Breve improvisación sobre un tema de Jorge Aulicino


Así como al pasar, como hablan quienes no carecen de ideas, Jorge Aulicino me dijo alguna vez algo así como que la felicidad de la escritura está en la trascendencia de sí mismo. No en la trascendencia a secas, sino en algo a la vez más terrenal y más maravilloso, más mágico. La íntima sensación de que lo que hemos escrito no nos pertenece. La escritura ha funcionado como un trampolín hacia fuera de nuestra mismidad. Hemos saltado por encima de nosotros mismos. Somos, en ese poema, esa línea, ese párrafo, los expatriados, los diferentes, los irreconocibles. Ese es el lugar de la magia. El lugar del escamoteo de nuestra harta subjetividad que nos demuele y pesa. De algún modo aquí se juega una paradoja.
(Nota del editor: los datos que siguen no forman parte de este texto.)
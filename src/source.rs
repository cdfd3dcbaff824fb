use anyhow::{Context, Result, anyhow};
use base64::Engine;
use base64::engine::general_purpose::STANDARD as BASE64;
use image::{DynamicImage, GenericImageView};
use std::path::PathBuf;
use tracing::info;
use url::Url;

use crate::error::RecognizeError;
use crate::ocr::ImageDimensions;

/// Where the image bytes for a request come from.
#[derive(Debug, Clone, PartialEq, Eq)]
pub enum ImageSource {
    File(PathBuf),
    Remote(Url),
    Inline { mime: Option<String>, payload: String },
    Unsupported(String),
}

impl ImageSource {
    /// Parses a host-supplied URI. Bare absolute paths are taken as files.
    pub fn parse(image_uri: &str) -> Result<Self, RecognizeError> {
        let trimmed = image_uri.trim();
        if trimmed.starts_with('/') {
            return Ok(Self::File(PathBuf::from(trimmed)));
        }
        let url = Url::parse(trimmed).map_err(|_| RecognizeError::InvalidUri {
            uri: image_uri.to_string(),
        })?;

        match url.scheme() {
            "file" => match url.to_file_path() {
                Ok(path) => Ok(Self::File(path)),
                Err(()) => Err(RecognizeError::InvalidUri {
                    uri: image_uri.to_string(),
                }),
            },
            "http" | "https" => Ok(Self::Remote(url)),
            "data" => {
                let (mime, payload) = split_data_uri(url.path()).ok_or_else(|| {
                    RecognizeError::InvalidUri {
                        uri: image_uri.to_string(),
                    }
                })?;
                Ok(Self::Inline { mime, payload })
            }
            other => Ok(Self::Unsupported(other.to_string())),
        }
    }

    fn kind(&self) -> &str {
        match self {
            Self::File(_) => "file",
            Self::Remote(_) => "remote",
            Self::Inline { .. } => "data",
            Self::Unsupported(scheme) => scheme,
        }
    }

    /// Fetches the raw bytes. A single attempt, no caching.
    pub async fn fetch(&self) -> Result<Vec<u8>> {
        info!("ocr: loading image ({})", self.kind());
        match self {
            Self::File(path) => tokio::fs::read(path)
                .await
                .with_context(|| format!("failed to read image file: {}", path.display())),
            Self::Remote(url) => fetch_remote(url).await,
            Self::Inline { payload, .. } => BASE64
                .decode(payload.as_bytes())
                .with_context(|| "failed to decode base64 image data"),
            Self::Unsupported(scheme) => Err(anyhow!("unsupported URI scheme: {}", scheme)),
        }
    }
}

/// `data:[<mime>][;base64],<payload>`; only base64 payloads carry images.
fn split_data_uri(path: &str) -> Option<(Option<String>, String)> {
    let (meta, payload) = path.split_once(',')?;
    let mut parts = meta.split(';');
    let mime = parts
        .next()
        .map(str::trim)
        .filter(|value| !value.is_empty())
        .map(str::to_string);
    if !parts.any(|part| part.trim().eq_ignore_ascii_case("base64")) {
        return None;
    }
    Some((mime, payload.trim().to_string()))
}

async fn fetch_remote(url: &Url) -> Result<Vec<u8>> {
    let response = reqwest::get(url.clone())
        .await
        .with_context(|| format!("failed to download image: {}", url))?;
    if !response.status().is_success() {
        return Err(anyhow!(
            "failed to download image: {} (status {})",
            url,
            response.status()
        ));
    }
    let bytes = response
        .bytes()
        .await
        .with_context(|| "failed to read image bytes")?;
    Ok(bytes.to_vec())
}

/// Sniffs and decodes image bytes.
pub fn decode_image(bytes: &[u8]) -> Result<(DynamicImage, ImageDimensions)> {
    if bytes.is_empty() {
        return Err(anyhow!("image data is empty"));
    }
    if let Some(kind) = infer::get(bytes) {
        if !infer::is_image(bytes) {
            return Err(anyhow!("data is not an image (detected {})", kind.mime_type()));
        }
    }
    let image = image::load_from_memory(bytes).with_context(|| "failed to decode image")?;
    let (width, height) = image.dimensions();
    if width == 0 || height == 0 {
        return Err(anyhow!("image has no pixels ({}x{})", width, height));
    }
    Ok((image, ImageDimensions { width, height }))
}

#[cfg(test)]
mod tests {
    use super::*;
    use crate::test_util::{png_bytes, serve_once, write_png};
    use tempfile::tempdir;

    #[test]
    fn garbage_is_an_invalid_uri() {
        let err = ImageSource::parse("::::").expect_err("invalid");
        assert_eq!(err.code(), "INVALID_URI");
        assert!(ImageSource::parse("not a uri").is_err());
        assert!(ImageSource::parse("").is_err());
    }

    #[test]
    fn recognizes_supported_schemes() {
        assert_eq!(
            ImageSource::parse("file:///tmp/scan.png").expect("file"),
            ImageSource::File(PathBuf::from("/tmp/scan.png"))
        );
        assert_eq!(
            ImageSource::parse("/tmp/scan.png").expect("path"),
            ImageSource::File(PathBuf::from("/tmp/scan.png"))
        );
        assert!(matches!(
            ImageSource::parse("https://example.com/a.png").expect("remote"),
            ImageSource::Remote(_)
        ));
        assert_eq!(
            ImageSource::parse("content://media/external/images/1").expect("content"),
            ImageSource::Unsupported("content".to_string())
        );
    }

    #[test]
    fn data_uri_requires_base64() {
        assert_eq!(
            ImageSource::parse("data:image/png;base64,AAAA").expect("data"),
            ImageSource::Inline {
                mime: Some("image/png".to_string()),
                payload: "AAAA".to_string(),
            }
        );
        assert!(ImageSource::parse("data:text/plain,hello").is_err());
    }

    #[tokio::test]
    async fn missing_file_fails_to_load() {
        let dir = tempdir().expect("tempdir");
        let source = ImageSource::File(dir.path().join("missing.png"));
        let err = source.fetch().await.expect_err("missing");
        assert!(err.to_string().contains("missing.png"));
    }

    #[tokio::test]
    async fn unsupported_scheme_fails_to_load() {
        let source = ImageSource::Unsupported("ph".to_string());
        assert!(source.fetch().await.is_err());
    }

    #[tokio::test]
    async fn reads_file_and_inline_sources() {
        let dir = tempdir().expect("tempdir");
        let path = write_png(dir.path(), "scan.png", 8, 6);
        let from_file = ImageSource::File(path).fetch().await.expect("file bytes");

        let inline = ImageSource::Inline {
            mime: None,
            payload: BASE64.encode(png_bytes(8, 6)),
        };
        let from_data = inline.fetch().await.expect("data bytes");
        assert_eq!(from_file, from_data);
    }

    #[tokio::test]
    async fn downloads_remote_bytes() {
        let uri = serve_once("200 OK", "image/png", png_bytes(9, 4));
        let source = ImageSource::parse(&uri).expect("parse");
        assert!(matches!(source, ImageSource::Remote(_)));

        let bytes = source.fetch().await.expect("download");
        let (_, size) = decode_image(&bytes).expect("decode");
        assert_eq!(size, ImageDimensions { width: 9, height: 4 });
    }

    #[tokio::test]
    async fn remote_error_status_fails_to_load() {
        let uri = serve_once("500 Internal Server Error", "text/plain", b"boom".to_vec());
        let err = ImageSource::parse(&uri)
            .expect("parse")
            .fetch()
            .await
            .expect_err("server error");
        assert!(err.to_string().contains("500"), "{err}");
    }

    #[test]
    fn decodes_png_dimensions() {
        let (_, size) = decode_image(&png_bytes(12, 5)).expect("decode");
        assert_eq!(size, ImageDimensions { width: 12, height: 5 });
    }

    #[test]
    fn rejects_non_image_payloads() {
        let err = decode_image(b"%PDF-1.7\n%\xe2\xe3\xcf\xd3\n").expect_err("pdf");
        assert!(err.to_string().contains("not an image"));
        assert!(decode_image(b"plain text, not pixels").is_err());
        assert!(decode_image(&[]).is_err());
    }
}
Dar lo mejor de sí sería dar otra cosa que  nosotros mismos no somos, o, por lo menos, no nuestra versión más cotidiana y primaria. Quizá la idea de Aulicino tenga más sentido para aquellos que alguna vez han sospechado, o sentido, en la práctica de su oficio, ese despegue. Quizá también este salto-de-sí no sea privativo de eso que un poco automáticamente llamamos arte, pero le sospecho a la actividad artística una mayor vocación por esos buceos que, de tan adentro, ya están  desbordados, ya viven afuera. Esto en parte es una fe, claro. Pero qué otro argumento nos queda.